When a 12-year-old schoolboy was questioned by a police officer in the presence of a teacher and school principal in the principal’s office, without any prior notification to the boy’s parents, the court in Matter of Knox (53 Misc 2d 889, 890-891) unflinchingly set forth the “per se” rule as follows: “Did the violation of the statute preclude the use of the confession * * * This court holds that denying the Knox boy the counsel and protection of his parent made his statements of January 2,1967 inadmissible whether or not they were made voluntarily.”

The Appellate Division, Second Department, in Matter of William L. (29 AD2d 182), held that not only a child but his mother, too, must be advised of Miranda rights prior to custodial interrogation. Based on this decision, a critique was written of the per se implications (32 Albany L Rev 667, 671) as follows: “With the addition of a third party in juvenile cases, the office must first, locate at least one of the parents and then appraise him of his child’s rights; next, make sure that the parent as well as the child understands and then, if both parent and child agree to talk, question the juvenile. This is too great a burden on police officers in the midst of investigating numerous juvenile crimes”.

The New York courts, the author implied (p 672), would be heading in the right direction “If, however, rather than holding the advice to parents to be a procedural necessity, the court merely held that failure to transmit the Miranda warnings to the parents is one aspect to be considered in the totality of the circumstances”.

That direction again proved evasive.
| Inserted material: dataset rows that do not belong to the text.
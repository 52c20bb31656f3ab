pub mod commands;
pub mod output;
pub mod suggest;

pub use commands::{CliArgs, Commands};
pub use output::{OutputFormat, OutputFormatter};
For in Matter of Aaron D. (30 AD2d 183, 185-186), the per se rule almost seemed entrenched:

“Where the child is taken and detained in custody by police officers (see Family Ct. Act, §§ 721-729), the proper *876safeguarding of his privilege against self incrimination suggests that he should not be questioned until he and at least one of his parents are notified of his right to remain silent and of their right to counsel, with a further notification that counsel will be appointed if they are unable to afford a defense * * *

“Under the circumstances, the cautioning of the juvenile and the taking of his statements at the station house, in the absence of his mother and counsel, do not satisfy due process requirements. The procedures of the officers, as mere token observance of such requirements, were not reasonably calculated to secure the voluntariness and the validity of the statements.”
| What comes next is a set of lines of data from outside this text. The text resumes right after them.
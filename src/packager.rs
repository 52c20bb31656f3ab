//! Versioned tar.gz packaging
//!
//! An application is never archived from its live tree. The packager first
//! copies the source into a private staging directory (a fresh
//! [`tempfile::TempDir`] per call), then archives the staged copy as
//! `{app}_v{version}.tar.gz` rooted at `{app}/`.
//!
//! The archive is written to a temporary file next to its final location and
//! renamed into place once complete, so an interrupted or failed run never
//! leaves a truncated archive behind under the final name. Staging and
//! partial files are removed on every exit path.

use crate::fingerprint::{to_posix, Fingerprint};
use crate::hash;
use flate2::read::GzDecoder;
use flate2::write::GzEncoder;
use flate2::Compression;
use serde::Serialize;
use std::fs::{self, File};
use std::io;
use std::path::{Component, Path, PathBuf};
use thiserror::Error;
use tracing::{debug, info};
use walkdir::WalkDir;

#[derive(Debug, Error)]
pub enum PackagingError {
    #[error("Source directory does not exist: {0}")]
    SourceNotFound(PathBuf),

    #[error("Failed to stage {path}: {source}")]
    Staging { path: PathBuf, source: io::Error },

    #[error("Failed to write archive {path}: {source}")]
    Archive { path: PathBuf, source: io::Error },

    #[error("Failed to read archive {path}: {source}")]
    Read { path: PathBuf, source: io::Error },

    #[error("Archive {path} is not rooted at a single directory (found {found})")]
    UnexpectedLayout { path: PathBuf, found: String },
}

/// An archive written by [`Packager::package`]
#[derive(Debug, Clone, Serialize)]
pub struct PackagedArchive {
    pub path: PathBuf,
    pub files: usize,
    pub skipped: usize,
    pub bytes: u64,
}

/// Contents of an archive read back by [`verify_archive`]
#[derive(Debug, Clone, Serialize)]
pub struct ArchiveContents {
    pub root: String,
    pub fingerprint: Fingerprint,
}

pub fn archive_name(app_name: &str, version: i64) -> String {
    format!("{}_v{}.tar.gz", app_name, version)
}

pub struct Packager {
    output_dir: PathBuf,
}

impl Packager {
    pub fn new(output_dir: impl Into<PathBuf>) -> Self {
        Self {
            output_dir: output_dir.into(),
        }
    }

    pub fn archive_path(&self, app_name: &str, version: i64) -> PathBuf {
        self.output_dir.join(archive_name(app_name, version))
    }

    pub fn package(
        &self,
        app_name: &str,
        version: i64,
        source_dir: &Path,
    ) -> Result<PackagedArchive, PackagingError> {
        if !source_dir.is_dir() {
            return Err(PackagingError::SourceNotFound(source_dir.to_path_buf()));
        }

        let staging = tempfile::Builder::new()
            .prefix("repkeeper-stage-")
            .tempdir()
            .map_err(|source| PackagingError::Staging {
                path: std::env::temp_dir(),
                source,
            })?;
        let staged_root = staging.path().join(app_name);
        let (files, skipped) = stage_tree(source_dir, &staged_root)?;
        debug!(
            app = %app_name,
            staging = %staging.path().display(),
            files,
            skipped,
            "Staged application"
        );

        let archive_path = self.archive_path(app_name, version);
        let archive_err = |source: io::Error| PackagingError::Archive {
            path: archive_path.clone(),
            source,
        };

        fs::create_dir_all(&self.output_dir).map_err(archive_err)?;
        let partial = tempfile::Builder::new()
            .prefix(&format!(".{}.", archive_name(app_name, version)))
            .suffix(".tmp")
            .tempfile_in(&self.output_dir)
            .map_err(archive_err)?;

        write_archive(partial.as_file(), app_name, &staged_root).map_err(archive_err)?;
        partial.as_file().sync_all().map_err(archive_err)?;
        partial
            .persist(&archive_path)
            .map_err(|e| archive_err(e.error))?;

        let bytes = fs::metadata(&archive_path).map(|m| m.len()).unwrap_or(0);
        info!(
            app = %app_name,
            version,
            archive = %archive_path.display(),
            files,
            bytes,
            "Created archive"
        );

        Ok(PackagedArchive {
            path: archive_path,
            files,
            skipped,
            bytes,
        })
    }
}

/// Copy regular files and directories from `source` into `dest`.
/// Returns (files copied, entries skipped). Any entry that cannot be read
/// fails staging; only symlinks and special files are skipped.
fn stage_tree(source: &Path, dest: &Path) -> Result<(usize, usize), PackagingError> {
    let staging_err = |path: &Path, source: io::Error| PackagingError::Staging {
        path: path.to_path_buf(),
        source,
    };

    fs::create_dir_all(dest).map_err(|e| staging_err(dest, e))?;
    let mut files = 0;
    let mut skipped = 0;

    for result in WalkDir::new(source).min_depth(1).follow_links(false) {
        let entry = result.map_err(|err| {
            let path = err.path().unwrap_or(source).to_path_buf();
            let message = err.to_string();
            let io_err = err
                .into_io_error()
                .unwrap_or_else(|| io::Error::new(io::ErrorKind::Other, message));
            PackagingError::Staging {
                path,
                source: io_err,
            }
        })?;

        let rel = entry.path().strip_prefix(source).unwrap_or(entry.path());
        let target = dest.join(rel);
        let file_type = entry.file_type();

        if file_type.is_dir() {
            fs::create_dir_all(&target).map_err(|e| staging_err(&target, e))?;
        } else if file_type.is_file() {
            fs::copy(entry.path(), &target).map_err(|e| staging_err(entry.path(), e))?;
            files += 1;
        } else {
            debug!(path = %to_posix(rel), "Not staging symlink or special file");
            skipped += 1;
        }
    }

    Ok((files, skipped))
}

fn write_archive(out: &File, app_name: &str, staged_root: &Path) -> io::Result<()> {
    let encoder = GzEncoder::new(out, Compression::default());
    let mut builder = tar::Builder::new(encoder);
    builder.mode(tar::HeaderMode::Deterministic);
    builder.follow_symlinks(false);
    builder.append_dir_all(app_name, staged_root)?;
    builder.into_inner()?.finish()?;
    Ok(())
}

/// Read an archive back and fingerprint its files relative to its top-level
/// directory.
pub fn verify_archive(path: &Path) -> Result<ArchiveContents, PackagingError> {
    let read_err = |source: io::Error| PackagingError::Read {
        path: path.to_path_buf(),
        source,
    };

    let file = File::open(path).map_err(read_err)?;
    let mut archive = tar::Archive::new(GzDecoder::new(file));
    let mut root: Option<String> = None;
    let mut fingerprint = Fingerprint::new();

    for entry in archive.entries().map_err(read_err)? {
        let entry = entry.map_err(read_err)?;
        let entry_path = entry.path().map_err(read_err)?.into_owned();
        if entry_path.to_str().is_none() {
            return Err(read_err(io::Error::new(
                io::ErrorKind::InvalidData,
                format!("entry name is not valid UTF-8: {}", entry_path.display()),
            )));
        }

        let mut components = entry_path.components().filter_map(|c| match c {
            Component::Normal(part) => part.to_str().map(str::to_string),
            _ => None,
        });
        let Some(top) = components.next() else {
            continue;
        };

        match &root {
            None => root = Some(top),
            Some(existing) if *existing != top => {
                return Err(PackagingError::UnexpectedLayout {
                    path: path.to_path_buf(),
                    found: format!("{}, {}", existing, top),
                });
            }
            Some(_) => {}
        }

        if entry.header().entry_type().is_file() {
            let rel = components.collect::<Vec<_>>().join("/");
            let digest = hash::hash_reader(entry).map_err(read_err)?;
            fingerprint.insert(rel, digest);
        }
    }

    Ok(ArchiveContents {
        root: root.unwrap_or_default(),
        fingerprint,
    })
}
At that point the Court of Appeals, in People v Stephen J.B. (23 NY2d 611, 616), appeared to reverse the per se trend with the following: “We cannot accept the suggestion that every minor is as a matter of law incompetent to waive his constitutional rights to remain silent and to an attorney unless the waiver is consented to by a parent or guardian who has himself been advised of the minor’s rights.”
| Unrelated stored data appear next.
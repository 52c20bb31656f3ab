//! Logging-based progress handler

use super::{ProgressEvent, ProgressHandler};
use crate::workflow::AppAction;
use tracing::{debug, info, warn};

/// Handler that logs progress events using tracing
#[derive(Debug, Default, Clone, Copy)]
pub struct LoggingHandler;

impl ProgressHandler for LoggingHandler {
    fn on_progress(&self, event: &ProgressEvent) {
        match event {
            ProgressEvent::RunStarted { apps_dir, total } => {
                info!(apps_dir = %apps_dir.display(), applications = total, "Starting run");
            }
            ProgressEvent::AppStarted { name, index, total } => {
                info!(
                    app = %name,
                    progress = format!("{}/{}", index, total),
                    "Processing application"
                );
            }
            ProgressEvent::AppCompleted {
                name,
                action,
                version,
                duration,
            } => match action {
                AppAction::Unchanged => {
                    debug!(
                        app = %name,
                        version,
                        duration_ms = duration.as_millis(),
                        "No changes"
                    );
                }
                _ => {
                    info!(
                        app = %name,
                        action = %action,
                        version,
                        duration_ms = duration.as_millis(),
                        "Application processed"
                    );
                }
            },
            ProgressEvent::AppFailed { name, error } => {
                warn!(app = %name, error = %error, "Application failed");
            }
            ProgressEvent::RunCompleted {
                processed,
                failed,
                total_time,
            } => {
                if *failed > 0 {
                    warn!(
                        processed,
                        failed,
                        total_time_ms = total_time.as_millis(),
                        "Run complete with failures"
                    );
                } else {
                    info!(
                        processed,
                        total_time_ms = total_time.as_millis(),
                        "Run complete"
                    );
                }
            }
        }
    }
}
However, this holding admittedly applied to a 16 year old who no longer had the protection of section 724 of the Family Court Act. Furthermore, in United States ex rel. Stephen J.B. v Shelly (430 F2d 215), the United States Court of Appeals modified this State Court of Appeals ruling and demonstrated the uncertainty in application of the “totality” rule, which in the State courts had been the basis of the voluntary waiver finding, and in the Federal court was the basis for the modification which found that there was not a genuine waiver.

Despite the modification, the “totality” rule of the Stephen J.B. case (supra) was followed in Matter of William C. (66 Misc 2d 804), which held that the presence of a guardian at the questioning of youths in police custody is not an absolute requirement, but is a factor to be considered in determining whether admissions were properly obtained from them.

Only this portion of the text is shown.